Quantile Regression

Regression Without The Mean

Author

Modified

May 19, 2025

import numpy as np
import matplotlib.pyplot as plt
import pandas as pd
import seaborn as sns
from sklearn.datasets import make_friedman1
from sklearn.model_selection import train_test_split
from sklearn.linear_model import QuantileRegressor
from sklearn.ensemble import HistGradientBoostingRegressor
from sklearn.metrics import mean_pinball_loss

Squared Error versus Absolute Error

For regression, the most common loss function is the mean squared error (MSE). That is, models are often constructed to minimize the (mean) squared error.¹ However, MSE is not the only acceptable loss function. The mean absolute error (MAE) is the most common alterative.² Previously, we have used mean absolute error to evaluate models that had already been constructed. Now, we will consider the mean absolute error as a loss function to be minimized during training.

Mean Squared Error

\[ L(y, \hat{y}) = \frac{1}{n} \sum_{i=1}^{n} (y_i - \hat{y}_i)^2 \]

Mean Absolute Error

\[ L(y, \hat{y}) = \frac{1}{n} \sum_{i=1}^{n} |y_i - \hat{y}_i| \]

Show Code for Plot

# values for plotting
errors = np.linspace(-3, 3, 400)

# create plot
fig, ax = plt.subplots(figsize=(10, 6))
ax.plot(errors, errors**2, label="Squared Error", color="tab:blue")
ax.plot(errors, np.abs(errors), label="Absolute Error", color="tab:orange")
ax.set_xlabel("Prediction Error: $y_i - \\hat{y}_i$")
ax.set_ylabel("Loss Contribution")
ax.set_title("Squared vs Absolute Error Contributions")
ax.legend()
# show plot
plt.show()

Figure 1: A visual representation of the difference between squared error and absolute error.

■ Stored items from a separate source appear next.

//! Time-series store abstraction and an in-memory implementation.

use std::collections::BTreeMap;

use chrono::{DateTime, Utc};

use crate::error::StoreError;
use crate::model::FieldMap;
use crate::window::TimeRange;

/// Selects rows of one measurement within a time range.
#[derive(Debug, Clone, PartialEq)]
pub struct Query {
    pub bucket: String,
    pub measurement: String,
    pub range: TimeRange,
}

/// One `(timestamp, field, value)` triple.
#[derive(Debug, Clone, PartialEq)]
pub struct Row {
    pub timestamp: DateTime<Utc>,
    pub field: String,
    pub value: f64,
}

/// A set of fields written under one timestamp.
#[derive(Debug, Clone, PartialEq)]
pub struct Point {
    pub measurement: String,
    pub timestamp: DateTime<Utc>,
    pub fields: FieldMap,
}

impl Point {
    pub fn new(measurement: &str, timestamp: DateTime<Utc>) -> Self {
        Self {
            measurement: measurement.to_string(),
            timestamp,
            fields: FieldMap::new(),
        }
    }

    /// Adds every `(name, value)` pair as a field.
    pub fn with_fields(mut self, fields: impl IntoIterator<Item = (String, f64)>) -> Self {
        self.fields.extend(fields);
        self
    }
}

/// Backing store for raw telemetry and computed records.
///
/// Writing a point at an existing `(bucket, measurement, timestamp)` replaces
/// it, which makes re-running a window an overwrite.
pub trait TimeSeriesStore {
    /// Returns matching rows ordered by timestamp, then field name.
    ///
    /// # Errors
    ///
    /// Returns `StoreError::Query` if the backend cannot answer.
    fn query(&self, query: &Query) -> Result<Vec<Row>, StoreError>;

    /// Upserts one point.
    ///
    /// # Errors
    ///
    /// Returns `StoreError::Write` if the backend rejects the point.
    fn write(&mut self, bucket: &str, point: Point) -> Result<(), StoreError>;
}

/// Groups rows into per-timestamp field maps, in ascending time order.
pub fn pivot(rows: Vec<Row>) -> BTreeMap<DateTime<Utc>, FieldMap> {
    let mut out: BTreeMap<DateTime<Utc>, FieldMap> = BTreeMap::new();
    for row in rows {
        out.entry(row.timestamp)
            .or_default()
            .insert(row.field, row.value);
    }
    out
}

type SeriesKey = (String, String);

/// Store kept entirely in memory, used for CSV-driven runs and tests.
#[derive(Debug, Clone, Default)]
pub struct InMemoryStore {
    series: BTreeMap<SeriesKey, BTreeMap<DateTime<Utc>, FieldMap>>,
}

impl InMemoryStore {
    pub fn new() -> Self {
        Self::default()
    }

    /// All points of one series in ascending time order.
    pub fn points<'a>(
        &'a self,
        bucket: &str,
        measurement: &str,
    ) -> impl Iterator<Item = (DateTime<Utc>, &'a FieldMap)> + 'a {
        self.series
            .get(&(bucket.to_string(), measurement.to_string()))
            .into_iter()
            .flat_map(|s| s.iter().map(|(ts, f)| (*ts, f)))
    }

    /// The point at exactly `timestamp`, if any.
    pub fn point(
        &self,
        bucket: &str,
        measurement: &str,
        timestamp: DateTime<Utc>,
    ) -> Option<&FieldMap> {
        self.series
            .get(&(bucket.to_string(), measurement.to_string()))
            .and_then(|s| s.get(&timestamp))
    }

    /// Number of points in one series.
    pub fn len(&self, bucket: &str, measurement: &str) -> usize {
        self.series
            .get(&(bucket.to_string(), measurement.to_string()))
            .map_or(0, BTreeMap::len)
    }

    pub fn is_empty(&self) -> bool {
        self.series.values().all(BTreeMap::is_empty)
    }
}

impl TimeSeriesStore for InMemoryStore {
    fn query(&self, query: &Query) -> Result<Vec<Row>, StoreError> {
        let key = (query.bucket.clone(), query.measurement.clone());
        let Some(series) = self.series.get(&key) else {
            return Ok(Vec::new());
        };
        if query.range.start > query.range.stop {
            return Ok(Vec::new());
        }
        let rows = series
            .range(query.range.start..=query.range.stop)
            .filter(|(ts, _)| query.range.contains(**ts))
            .flat_map(|(ts, fields)| {
                fields.iter().map(move |(field, value)| Row {
                    timestamp: *ts,
                    field: field.clone(),
                    value: *value,
                })
            })
            .collect();
        Ok(rows)
    }

    fn write(&mut self, bucket: &str, point: Point) -> Result<(), StoreError> {
        if point.fields.is_empty() {
            return Err(StoreError::Write {
                bucket: bucket.to_string(),
                message: format!("point at {} has no fields", point.timestamp.to_rfc3339()),
            });
        }
        self.series
            .entry((bucket.to_string(), point.measurement))
            .or_default()
            .insert(point.timestamp, point.fields);
        Ok(())
    }
}
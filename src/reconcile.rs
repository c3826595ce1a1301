//! Turns cumulative grid-meter counters into per-window energy.
//!
//! The meter's counters only move forward, except when the device reboots and
//! starts again from zero. Between two samples the exact counter difference is
//! used; across a reboot the segment is gap-filled from the instantaneous
//! power readings on either side.

use tracing::warn;

use crate::config::ThresholdConfig;
use crate::error::ReconcileError;
use crate::model::GridMeterSample;

/// Tunables for counter reconciliation.
///
/// `reset_threshold_wh` and `export_ceiling_wh` are independent: the first
/// decides whether a counter decrease is a reboot, the second bounds how much
/// export a single window can plausibly contain.
#[derive(Debug, Clone, Copy, PartialEq)]
pub struct ReconcileSettings {
    /// Counter decrease (Wh) between two samples that counts as a reset.
    pub reset_threshold_wh: f64,
    /// Minimum counter value (Wh) for the first sample to be trusted.
    pub min_baseline_wh: f64,
    /// Largest plausible export (Wh) within one window.
    pub export_ceiling_wh: f64,
}

impl Default for ReconcileSettings {
    fn default() -> Self {
        Self {
            reset_threshold_wh: 10_000.0,
            min_baseline_wh: 100.0,
            export_ceiling_wh: 5_000.0,
        }
    }
}

impl From<&ThresholdConfig> for ReconcileSettings {
    fn from(t: &ThresholdConfig) -> Self {
        Self {
            reset_threshold_wh: t.reset_threshold_wh,
            min_baseline_wh: t.min_counter_baseline_wh,
            export_ceiling_wh: t.export_ceiling_wh,
        }
    }
}

/// Export-only energy from the returned-energy counter.
#[derive(Debug, Clone, Copy, PartialEq)]
pub struct ExportEnergy {
    pub energy_wh: f64,
    pub avg_power_w: f64,
}

/// Net grid energy over one window.
#[derive(Debug, Clone, Copy, PartialEq)]
pub struct CounterReading {
    /// Net energy (Wh); negative while exporting.
    pub energy_delta_wh: f64,
    /// Mean net power (W) over the sampled span.
    pub avg_power_w: f64,
    /// Seconds between the first and last sample.
    pub elapsed_seconds: f64,
    /// Number of gap-filled segments.
    pub resets: usize,
    /// `None` when the export counter failed its sanity checks.
    pub export: Option<ExportEnergy>,
}

/// Reconciles time-ordered grid-meter samples for one window.
///
/// # Arguments
///
/// * `samples` - Grid-meter samples of the window, oldest first
/// * `settings` - Reset, baseline and export thresholds
///
/// # Errors
///
/// - [`ReconcileError::InsufficientSamples`] with fewer than two samples.
/// - [`ReconcileError::ImplausibleBaseline`] when the first sample's import
///   or returned counter is below `min_baseline_wh`, which means the meter
///   reported before its counters were loaded.
/// - [`ReconcileError::InvalidTimeRange`] when the samples span no time.
pub fn reconcile(
    samples: &[GridMeterSample],
    settings: &ReconcileSettings,
) -> Result<CounterReading, ReconcileError> {
    let (first, last) = match samples {
        [first, .., last] => (first, last),
        _ => {
            return Err(ReconcileError::InsufficientSamples {
                count: samples.len(),
            });
        }
    };

    if first.total_energy < settings.min_baseline_wh
        || first.total_energy_returned < settings.min_baseline_wh
    {
        return Err(ReconcileError::ImplausibleBaseline {
            total_wh: first.total_energy,
            returned_wh: first.total_energy_returned,
            min_wh: settings.min_baseline_wh,
        });
    }

    let elapsed_seconds = seconds_between(first, last);
    if elapsed_seconds <= 0.0 {
        return Err(ReconcileError::InvalidTimeRange { elapsed_seconds });
    }

    let mut energy_delta_wh = 0.0;
    let mut resets = 0;
    for pair in samples.windows(2) {
        let (prev, curr) = (&pair[0], &pair[1]);
        let total_reset = prev.total_energy - curr.total_energy > settings.reset_threshold_wh;
        let returned_reset =
            prev.total_energy_returned - curr.total_energy_returned > settings.reset_threshold_wh;

        energy_delta_wh += if total_reset || returned_reset {
            resets += 1;
            let avg_power = (prev.total_power + curr.total_power) / 2.0;
            let segment = avg_power * seconds_between(prev, curr) / 3600.0;
            warn!(
                from = %prev.timestamp,
                to = %curr.timestamp,
                total_before = prev.total_energy,
                total_after = curr.total_energy,
                returned_before = prev.total_energy_returned,
                returned_after = curr.total_energy_returned,
                avg_power_w = avg_power,
                gap_fill_wh = segment,
                "counter reset detected, gap-filling from average power"
            );
            segment
        } else {
            curr.net_total_energy - prev.net_total_energy
        };
    }

    Ok(CounterReading {
        energy_delta_wh,
        avg_power_w: energy_delta_wh * 3600.0 / elapsed_seconds,
        elapsed_seconds,
        resets,
        export: export_energy(first, last, settings),
    })
}

/// First-vs-last difference of the returned-energy counter, if plausible.
fn export_energy(
    first: &GridMeterSample,
    last: &GridMeterSample,
    settings: &ReconcileSettings,
) -> Option<ExportEnergy> {
    let start = first.total_energy_returned;
    let end = last.total_energy_returned;
    let elapsed = seconds_between(first, last);

    if start < settings.min_baseline_wh || elapsed <= 0.0 {
        warn!(
            start_wh = start,
            end_wh = end,
            "export energy skipped: missing data or invalid time"
        );
        return None;
    }
    if end < start {
        warn!(start_wh = start, end_wh = end, "export energy skipped: counter reset detected");
        return None;
    }
    let diff = end - start;
    if diff > settings.export_ceiling_wh {
        warn!(
            diff_wh = diff,
            elapsed_seconds = elapsed,
            ceiling_wh = settings.export_ceiling_wh,
            "export energy skipped: implausible diff"
        );
        return None;
    }
    Some(ExportEnergy {
        energy_wh: diff,
        avg_power_w: diff * 3600.0 / elapsed,
    })
}

fn seconds_between(a: &GridMeterSample, b: &GridMeterSample) -> f64 {
    (b.timestamp - a.timestamp).num_milliseconds() as f64 / 1000.0
}

#[cfg(test)]
mod tests {
    use super::*;
    use chrono::{DateTime, TimeDelta, TimeZone, Utc};

    fn t0() -> DateTime<Utc> {
        Utc.with_ymd_and_hms(2026, 1, 8, 12, 0, 0).unwrap()
    }

    fn sample(minute: i64, power: f64, total: f64, returned: f64) -> GridMeterSample {
        GridMeterSample {
            timestamp: t0() + TimeDelta::minutes(minute),
            total_power: power,
            total_energy: total,
            total_energy_returned: returned,
            net_total_energy: total - returned,
            phase1_voltage: None,
            phase2_voltage: None,
            phase3_voltage: None,
            phase1_current: None,
            phase2_current: None,
            phase3_current: None,
            phase1_pf: None,
            phase2_pf: None,
            phase3_pf: None,
        }
    }

    #[test]
    fn test_exact_counter_difference_without_reset() {
        let samples = [
            sample(0, 1200.0, 50_000.0, 2_000.0),
            sample(1, 1200.0, 50_020.0, 2_000.0),
            sample(2, 1200.0, 50_040.0, 2_000.0),
            sample(5, 1200.0, 50_100.0, 2_000.0),
        ];
        let r = reconcile(&samples, &ReconcileSettings::default()).unwrap();
        assert_eq!(r.energy_delta_wh, 100.0);
        assert_eq!(r.elapsed_seconds, 300.0);
        assert_eq!(r.avg_power_w, 1200.0);
        assert_eq!(r.resets, 0);
        let export = r.export.unwrap();
        assert_eq!(export.energy_wh, 0.0);
    }

    #[test]
    fn test_reset_segment_is_gap_filled() {
        let per_minute_1000w = 1000.0 / 60.0;
        let per_minute_800w = 800.0 / 60.0;
        let base = 30_000.0;
        let samples = [
            sample(0, 1000.0, base, 500.0),
            sample(1, 1000.0, base + per_minute_1000w, 500.0),
            sample(2, 1000.0, base + 2.0 * per_minute_1000w, 500.0),
            // meter rebooted: counters restart near zero
            sample(3, 800.0, 0.0, 0.0),
            sample(4, 800.0, per_minute_800w, 0.0),
        ];
        let r = reconcile(&samples, &ReconcileSettings::default()).unwrap();
        assert_eq!(r.resets, 1);
        assert!((r.energy_delta_wh - 61.666_667).abs() < 1e-3, "{}", r.energy_delta_wh);
        assert!((r.avg_power_w - 925.0).abs() < 1e-3, "{}", r.avg_power_w);
        assert_eq!(r.elapsed_seconds, 240.0);
        // returned counter went backwards
        assert_eq!(r.export, None);
    }

    #[test]
    fn test_small_decrease_is_not_a_reset() {
        let samples = [
            sample(0, 0.0, 20_000.0, 9_000.0),
            sample(5, 0.0, 19_990.0, 9_000.0),
        ];
        let r = reconcile(&samples, &ReconcileSettings::default()).unwrap();
        assert_eq!(r.resets, 0);
        assert_eq!(r.energy_delta_wh, -10.0);
    }

    #[test]
    fn test_net_export_is_negative_energy() {
        let samples = [
            sample(0, -600.0, 10_000.0, 3_000.0),
            sample(5, -600.0, 10_000.0, 3_050.0),
        ];
        let r = reconcile(&samples, &ReconcileSettings::default()).unwrap();
        assert_eq!(r.energy_delta_wh, -50.0);
        assert_eq!(r.avg_power_w, -600.0);
        let export = r.export.unwrap();
        assert_eq!(export.energy_wh, 50.0);
        assert_eq!(export.avg_power_w, 600.0);
    }

    #[test]
    fn test_single_sample_is_rejected() {
        let err = reconcile(&[sample(0, 0.0, 1_000.0, 1_000.0)], &ReconcileSettings::default());
        assert_eq!(err, Err(ReconcileError::InsufficientSamples { count: 1 }));
        assert_eq!(
            reconcile(&[], &ReconcileSettings::default()),
            Err(ReconcileError::InsufficientSamples { count: 0 })
        );
    }

    #[test]
    fn test_low_baseline_is_rejected() {
        let samples = [
            sample(0, 500.0, 50.0, 5_000.0),
            sample(5, 500.0, 90.0, 5_000.0),
        ];
        let err = reconcile(&samples, &ReconcileSettings::default());
        assert!(matches!(err, Err(ReconcileError::ImplausibleBaseline { .. })));

        let samples = [
            sample(0, 500.0, 5_000.0, 99.0),
            sample(5, 500.0, 5_040.0, 99.0),
        ];
        let err = reconcile(&samples, &ReconcileSettings::default());
        assert!(matches!(err, Err(ReconcileError::ImplausibleBaseline { .. })));
    }

    #[test]
    fn test_zero_span_is_rejected() {
        let samples = [
            sample(2, 500.0, 5_000.0, 5_000.0),
            sample(2, 500.0, 5_000.0, 5_000.0),
        ];
        let err = reconcile(&samples, &ReconcileSettings::default());
        assert!(matches!(err, Err(ReconcileError::InvalidTimeRange { .. })));
    }

    #[test]
    fn test_export_above_ceiling_is_omitted() {
        let samples = [
            sample(0, 0.0, 10_000.0, 1_000.0),
            sample(5, 0.0, 10_000.0, 7_000.0),
        ];
        let r = reconcile(&samples, &ReconcileSettings::default()).unwrap();
        assert_eq!(r.export, None);
        // the net figure is still produced
        assert_eq!(r.energy_delta_wh, -6_000.0);
    }

    #[test]
    fn test_thresholds_are_independent() {
        let settings = ReconcileSettings {
            export_ceiling_wh: 8_000.0,
            ..ReconcileSettings::default()
        };
        let samples = [
            sample(0, 0.0, 10_000.0, 1_000.0),
            sample(5, 0.0, 10_000.0, 7_000.0),
        ];
        let r = reconcile(&samples, &settings).unwrap();
        assert_eq!(r.export.map(|e| e.energy_wh), Some(6_000.0));
        assert_eq!(r.resets, 0);
    }
}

Figure 1 shows the loss contributions for the squared error and absolute error as a function of a potential prediction error, \(y_i - \hat{y}_i\). When the magnitude of th error is less than \(1\), the resulting squared error is smaller than the absolute error. However, the squared error grows much faster than the absolute error for larger errors. This is why squared error is often said to “defend” against large errors.

Why a preference for squared error? Realistically, squared error is the easier function to optimize. More specifically, it is simply easier to take derivatives of squared error than absolute error.

When the squared error is minimized, the resulting model estimates the conditional mean of the target variable. When the absolute error is minimized, the resulting model estimates the conditional median of the target variable.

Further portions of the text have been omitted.